In the Bulk Multicore, the default execution mode of a processor is to commit chunks of instructions at a time.2 A chunk is a group of dynamically contiguous instructions (such as 2,000 instructions). Such a “chunked” mode of execution and commit is a hardware-only mechanism, invisible to the software running on the processor. Moreover, its purpose is not to parallelize a thread, since the chunks in a thread are not distributed to other processors. Rather, the purpose is to improve programmability and performance.

Each chunk executes on the processor atomically and in isolation. Atomic execution means that none of the chunk’s actions are made visible to the rest of the system (processors or main memory) until the chunk completes and commits. Execution in isolation means that if the chunk reads a location and (before it commits) a second chunk in another processor that has written to the location commits, then the local chunk is squashed and must re-execute.

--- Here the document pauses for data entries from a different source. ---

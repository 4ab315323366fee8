//! Crawl dispatcher - bounded worker pool over the shared frontier
//!
//! The dispatcher admits the seed, then runs a fixed pool of workers. Each
//! worker loops:
//! 1. Claim the next target (waiting while others may still discover work)
//! 2. Resolve the site's robots.txt and check the target against it
//! 3. Fetch the page
//! 4. Extract links and keywords
//! 5. Persist the page result
//! 6. Admit every discovered link, then release the target
//!
//! The crawl ends when the frontier reaches quiescence or a stop is requested
//! through a `ShutdownHandle`.

use crate::config::{require_seed, Config};
use crate::crawler::context::CrawlContext;
use crate::crawler::extractor::extract;
use crate::crawler::fetcher::Fetcher;
use crate::crawler::PageResult;
use crate::output::CrawlSummary;
use crate::robots::ExclusionPolicy;
use crate::state::TargetState;
use crate::storage::{SharedStorage, StorageError};
use crate::url::CrawlTarget;
use crate::{ConfigError, SquidError};
use std::sync::Arc;
use std::time::{Duration, Instant};
use tokio::task::JoinSet;

/// Cloneable stop signal for a running crawl
///
/// Stopping closes the frontier: waiting workers wake and exit, in-flight
/// targets are abandoned at their next suspension point, and queued targets
/// stay unclaimed.
#[derive(Debug, Clone)]
pub struct ShutdownHandle {
    ctx: Arc<CrawlContext>,
}

impl ShutdownHandle {
    pub fn shutdown(&self) {
        tracing::info!("Stop requested, shutting down workers");
        self.ctx.shutdown();
    }

    pub fn is_shutdown(&self) -> bool {
        self.ctx.is_closed()
    }
}

/// Orchestrates one crawl from a single seed
pub struct Dispatcher {
    seed: CrawlTarget,
    concurrency: usize,
    ctx: Arc<CrawlContext>,
    worker: Arc<Worker>,
}

impl Dispatcher {
    /// Creates a dispatcher from a validated configuration
    ///
    /// # Arguments
    ///
    /// * `config` - Supplies the seed, the worker count, the agent string and the precedence order
    /// * `storage` - Receives every successfully extracted page
    ///
    /// # Returns
    ///
    /// * `Ok(Dispatcher)` - Ready to run
    /// * `Err(SquidError)` - No usable seed, or the HTTP client could not be built
    pub fn new(config: &Config, storage: SharedStorage) -> Result<Self, SquidError> {
        let raw_seed = require_seed(config)?;
        let seed = CrawlTarget::parse(raw_seed)
            .map_err(|e| ConfigError::InvalidUrl(format!("{}: {}", raw_seed, e)))?;

        let fetcher = Fetcher::new(
            &config.user_agent.name,
            Duration::from_secs(config.crawler.request_timeout_secs),
        )?;
        let policy = ExclusionPolicy::new(fetcher.clone(), config.crawler.agent_precedence);

        let ctx = Arc::new(CrawlContext::new());
        let worker = Worker {
            ctx: Arc::clone(&ctx),
            fetcher,
            policy,
            storage,
        };

        Ok(Self {
            seed,
            concurrency: config.crawler.max_concurrent_requests.max(1) as usize,
            ctx,
            worker: Arc::new(worker),
        })
    }

    pub fn seed(&self) -> &CrawlTarget {
        &self.seed
    }

    pub fn concurrency(&self) -> usize {
        self.concurrency
    }

    /// Returns a handle that stops this crawl from any task
    pub fn shutdown_handle(&self) -> ShutdownHandle {
        ShutdownHandle {
            ctx: Arc::clone(&self.ctx),
        }
    }

    /// Runs the crawl to quiescence or until stopped
    ///
    /// Per-target failures never end the crawl; only a panicked worker does.
    pub async fn run(self) -> Result<CrawlSummary, SquidError> {
        let start_time = Instant::now();
        tracing::info!(
            "Starting crawl from {} with {} workers",
            self.seed,
            self.concurrency
        );

        self.ctx.admit_target(self.seed.clone());

        let mut workers = JoinSet::new();
        for id in 0..self.concurrency {
            let worker = Arc::clone(&self.worker);
            workers.spawn(async move { worker.run(id).await });
        }

        while let Some(joined) = workers.join_next().await {
            joined?;
        }

        let summary = self.ctx.summary();
        tracing::info!(
            "Crawl {} after {:?}: {} processed, {} excluded, {} failed, {} robots.txt sites",
            if summary.stopped { "stopped" } else { "complete" },
            start_time.elapsed(),
            summary.processed,
            summary.excluded,
            summary.fetch_failed,
            self.worker.policy.sites_resolved()
        );

        Ok(summary)
    }
}

/// Everything a worker needs, shared by the whole pool
struct Worker {
    ctx: Arc<CrawlContext>,
    fetcher: Fetcher,
    policy: ExclusionPolicy,
    storage: SharedStorage,
}

impl Worker {
    async fn run(&self, id: usize) {
        tracing::debug!("Worker {} started", id);

        while let Some(target) = self.ctx.claim().await {
            let mut progress = Progress::new(&target);
            progress.advance(TargetState::Claimed);

            // The frontier cannot go quiescent while this target is held, so
            // `closed` only fires here on an external stop.
            tokio::select! {
                _ = self.process(&target, &mut progress) => {}
                _ = self.ctx.closed() => {}
            }

            progress.finish();
            self.ctx.complete();
        }

        tracing::debug!("Worker {} exiting", id);
    }

    async fn process(&self, target: &CrawlTarget, progress: &mut Progress<'_>) {
        let stats = self.ctx.stats();

        if !self.policy.check(target).await {
            tracing::info!("{} disallowed by robots.txt", target);
            progress.advance(TargetState::Excluded);
            stats.record_excluded();
            return;
        }

        progress.advance(TargetState::Fetching);
        let body = match self.fetcher.fetch(target.url()).await {
            Ok(body) => body,
            Err(e) => {
                tracing::warn!("Fetch failed: {}", e);
                progress.advance(TargetState::FetchFailed);
                stats.record_fetch_failed();
                return;
            }
        };

        let extracted = extract(&body, target.url());
        progress.advance(TargetState::Parsed);
        stats.record_processed();

        let page = PageResult {
            site: target.key().to_string(),
            links: extracted.links,
            keywords: extracted.keywords,
        };
        tracing::info!(
            "Crawled {} ({} links, {} keywords)",
            target,
            page.links.len(),
            page.keywords.len()
        );

        if let Err(e) = self.persist(&page) {
            tracing::warn!("Failed to store {}: {}", page.site, e);
            stats.record_storage_error();
        }

        progress.advance(TargetState::Enqueuing);
        for link in &page.links {
            self.ctx.admit_link(link);
        }
    }

    fn persist(&self, page: &PageResult) -> Result<(), StorageError> {
        let mut storage = self.storage.lock().map_err(|_| StorageError::Poisoned)?;
        storage.save_page(page)
    }
}

/// Tracks one claimed target through its state machine
struct Progress<'a> {
    target: &'a CrawlTarget,
    state: TargetState,
}

impl<'a> Progress<'a> {
    fn new(target: &'a CrawlTarget) -> Self {
        Self {
            target,
            state: TargetState::Discovered,
        }
    }

    fn advance(&mut self, next: TargetState) {
        debug_assert!(
            self.state.can_transition_to(next),
            "illegal transition {} -> {}",
            self.state,
            next
        );
        tracing::trace!("{}: {} -> {}", self.target, self.state, next);
        self.state = next;
    }

    /// Moves to `Done`; a stopped target may end from any state
    fn finish(&mut self) {
        if self.state.is_outcome() {
            self.advance(TargetState::Done);
        } else {
            tracing::debug!("Abandoning {} in state {}", self.target, self.state);
            self.state = TargetState::Done;
        }
    }
}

To execute chunks atomically and in isolation inexpensively, the Bulk Multicore introduces hardware address signatures.3 A signature is a register of ap.gif 1,024 bits that accumulates hash-encoded addresses. Figure 1 outlines a simple way to generate a signature (see the sidebar “Signatures and Signature Operations in Hardware” for a deeper discussion). A signature, therefore, represents a set of addresses.

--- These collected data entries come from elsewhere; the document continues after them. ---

//! Shared crawl state handed to every worker
//!
//! Workers never touch the visited set or the frontier directly. They admit
//! URLs, claim targets and report completion through `CrawlContext`, whose
//! operations are each atomic with respect to the others.

use crate::crawler::frontier::{CloseReason, Frontier};
use crate::crawler::visited::VisitedSet;
use crate::output::{CrawlStats, CrawlSummary};
use crate::url::CrawlTarget;

/// Result of offering a URL to the crawl
#[derive(Debug, Clone, Copy, PartialEq, Eq)]
pub enum Admission {
    /// First sighting; queued for a worker
    Enqueued,
    /// Its canonical key was already admitted
    AlreadyVisited,
    /// Not an absolute http(s) URL
    Invalid,
    /// Marked, but the crawl has already closed
    Closed,
}

/// Visited set, frontier and counters for one crawl
#[derive(Debug, Default)]
pub struct CrawlContext {
    visited: VisitedSet,
    frontier: Frontier,
    stats: CrawlStats,
}

impl CrawlContext {
    pub fn new() -> Self {
        Self::default()
    }

    /// Admits a parsed target: marks its key, then queues it if the mark was new
    ///
    /// The mark happens before any network round-trip for the target, so no
    /// two workers can ever hold the same page.
    pub fn admit_target(&self, target: CrawlTarget) -> Admission {
        if !self.visited.test_and_mark(target.key()) {
            return Admission::AlreadyVisited;
        }
        if self.frontier.push(target) {
            Admission::Enqueued
        } else {
            Admission::Closed
        }
    }

    /// Admits a link discovered on a page, recording the outcome
    pub fn admit_link(&self, raw: &str) -> Admission {
        let admission = match CrawlTarget::parse(raw) {
            Ok(target) => self.admit_target(target),
            Err(e) => {
                tracing::debug!("Dropping link {}: {}", raw, e);
                Admission::Invalid
            }
        };

        match admission {
            Admission::Enqueued => self.stats.record_enqueued(),
            Admission::AlreadyVisited => self.stats.record_already_visited(),
            Admission::Invalid => self.stats.record_invalid_link(),
            Admission::Closed => {}
        }
        admission
    }

    /// Claims the next target; None once the crawl has closed
    pub async fn claim(&self) -> Option<CrawlTarget> {
        let target = self.frontier.claim().await?;
        self.stats.record_claimed();
        Some(target)
    }

    /// Releases a claimed target
    ///
    /// Links discovered while processing it must already have been admitted.
    pub fn complete(&self) {
        self.frontier.complete();
    }

    /// Stops the crawl and wakes every waiting worker
    pub fn shutdown(&self) {
        self.frontier.close();
    }

    /// Resolves once the crawl has closed for any reason
    pub async fn closed(&self) -> CloseReason {
        self.frontier.closed().await
    }

    pub fn is_closed(&self) -> bool {
        self.frontier.close_reason().is_some()
    }

    pub fn stats(&self) -> &CrawlStats {
        &self.stats
    }

    /// Read-only check for diagnostics; never gates work
    pub fn was_admitted(&self, key: &str) -> bool {
        self.visited.contains(key)
    }

    /// Number of distinct URLs admitted so far
    pub fn admitted(&self) -> usize {
        self.visited.len()
    }

    pub fn in_flight(&self) -> usize {
        self.frontier.in_flight()
    }

    pub fn summary(&self) -> CrawlSummary {
        let stopped = self.frontier.close_reason() == Some(CloseReason::Stopped);
        self.stats.snapshot(stopped, self.frontier.pending())
    }
}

In the Bulk Multicore, the hardware automatically accumulates the addresses read and written by a chunk into a read (R) and a write (W) signature, respectively. These signatures are kept in a module in the cache hierarchy. This module also includes simple functional units that operate on signatures, performing such operations as signature intersection (to find the addresses common to two signatures) and address membership test (to find out whether an address belongs to a signature), as detailed in the sidebar.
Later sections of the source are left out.